Often questions are posed regarding whether to bill an E/M visit on the same day as a procedure and/or other services with modifier 25.
The following is based on the question, Why is the patient being seen?
Are there signs, symptoms, and/or conditions the physician or the other qualified health care professional must address before deciding to perform a procedure or service?
If Yes, based on the documentation, an E/M service might be medically necessary with modifier 25
An established patient was scheduled for a follow up E/M. The physician met the documentation requirements for a 99213.
The patient then complained that he was washing dishes, dropped a glass and now his thigh muscle felt like a piece of glass went through his skin.
Based on the signs and symptoms documented, the physician performed 20520 (removal of foreign body in muscle or tendon sheath; simple) which has 10 global days.
The proper billing would be 99213 25 and 20520.
Were the physician's or other qualified health care professional's evaluation and management of the problem significant and beyond the normal preoperative and postoperative work?
If Yes, an E/M may be billed with modifier 25
If No, it is not appropriate to bill with modifier 25
An established patient sustained a severe laceration to the scalp. Before suturing the laceration, the physician performed and documented a comprehensive history and exam to determine if the patient sustained neurological damage.
The physician then performed a 3.0 cm intermediate repair (12032) to the scalp.
Based on the signs, symptoms, and conditions documented, the physician went above and beyond the normal preoperative work. The proper billing would be procedure code 99215 25 and 12032.
Was the procedure or service scheduled before the patient encounter?
If Yes, it is not medically necessary to bill for an E/M with modifier 25
A patient was scheduled to have a lesion removed from her right leg.
The physician examined the lesion, infiltrated the lesion with 1% lidocaine. The lesion was removed, and a simple closure (11401) was performed.

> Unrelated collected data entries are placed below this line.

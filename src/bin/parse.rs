use clap::{ArgEnum, Parser};
use fragparse::pos::SourceLocator;
use fragparse::{ParseError, Session};
use std::panic::{catch_unwind, AssertUnwindSafe};
use std::path::{Path, PathBuf};
use thiserror::Error;
use tracing::info;
use tracing_subscriber::{layer::SubscriberExt, util::SubscriberInitExt};

#[derive(Debug, Error)]
enum CommandError {
    #[error("I/O error")]
    Io(
        #[from]
        #[source]
        std::io::Error,
    ),
    #[error("JSON error")]
    Json(
        #[from]
        #[source]
        serde_json::Error,
    ),
    #[error("Detected one or more errors")]
    HasError,
}

fn main() -> Result<(), CommandError> {
    tracing_subscriber::registry()
        .with(tracing_subscriber::fmt::layer().with_writer(std::io::stderr))
        .with(tracing_subscriber::EnvFilter::from_default_env())
        .init();

    let cli = Cli::parse();
    let mut has_error = false;
    for file in &cli.files {
        let source = std::fs::read(file)?;
        info!(file = %file.display(), len = source.len(), "parsing");
        let mut session = Session::with_extra_keywords(&cli.keywords);
        let result = catch_unwind(AssertUnwindSafe(|| session.parse(&source)));
        let result = match result {
            Ok(result) => result,
            Err(e) => {
                let msg = if let Some(&e) = e.downcast_ref::<&'static str>() {
                    e
                } else if let Some(e) = e.downcast_ref::<String>() {
                    &e[..]
                } else {
                    "Box<Any>"
                };
                has_error = true;
                eprintln!("{}: {}", file.display(), msg);
                continue;
            }
        };
        match result {
            Ok(root) => {
                let sexp = fragparse::sexp::to_sexp(&root, session.interner());
                match cli.format {
                    Format::Sexp => println!("{}", sexp),
                    Format::Json => println!("{}", serde_json::to_string_pretty(&sexp)?),
                }
            }
            Err(error) => {
                has_error = true;
                report(file, &source, &error);
            }
        }
    }
    if has_error {
        return Err(CommandError::HasError);
    }
    Ok(())
}

fn report(file: &Path, source: &[u8], error: &ParseError) {
    let locator = SourceLocator::new(source);
    let start = locator.position(error.range().0);
    eprintln!(
        "{}:{}:{}: {}",
        file.display(),
        start.line + 1,
        start.column + 1,
        error
    );
}

#[derive(Debug, Clone, Copy, ArgEnum)]
enum Format {
    Sexp,
    Json,
}

/// Parses JavaScript-like source files and prints their syntax trees.
#[derive(Debug, Parser)]
#[clap(version)]
struct Cli {
    /// Output format for successfully parsed files
    #[clap(long, arg_enum, default_value = "sexp")]
    format: Format,
    /// Treat WORD as a keyword in addition to the standard ones
    #[clap(long = "keyword", value_name = "WORD")]
    keywords: Vec<String>,
    files: Vec<PathBuf>,
}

The sole purpose for the visit was for the lesion removal; therefore, billing an E/M with modifier 25 would not be appropriate.
Is there one or more diagnosis present that is being addressed and/or affecting the treatment and outcome?
If Yes, bill the procedure code and the E/M with modifier 25. Medical necessity must substantiate the use of the modifier.
An established patient visited her internist for a follow up of hypertension and diabetes. The patient also complained of shoulder pain.
The physician performed a problem focused history and exam, evaluated the patients' hypertension, and determined the blood pressure was higher than usual and adjusted the medication regimen. The patient's blood glucose was normal.
The physician also evaluated the shoulder and determined the patient would benefit from an arthrocentesis.
The physician evaluated the shoulder before performing the arthrocentesis, but also evaluated other problems (hypertension and diabetes). Based on the documentation, billing an E/M and the procedure on the same day with a modifier 25 appended to the E/M, would be appropriate.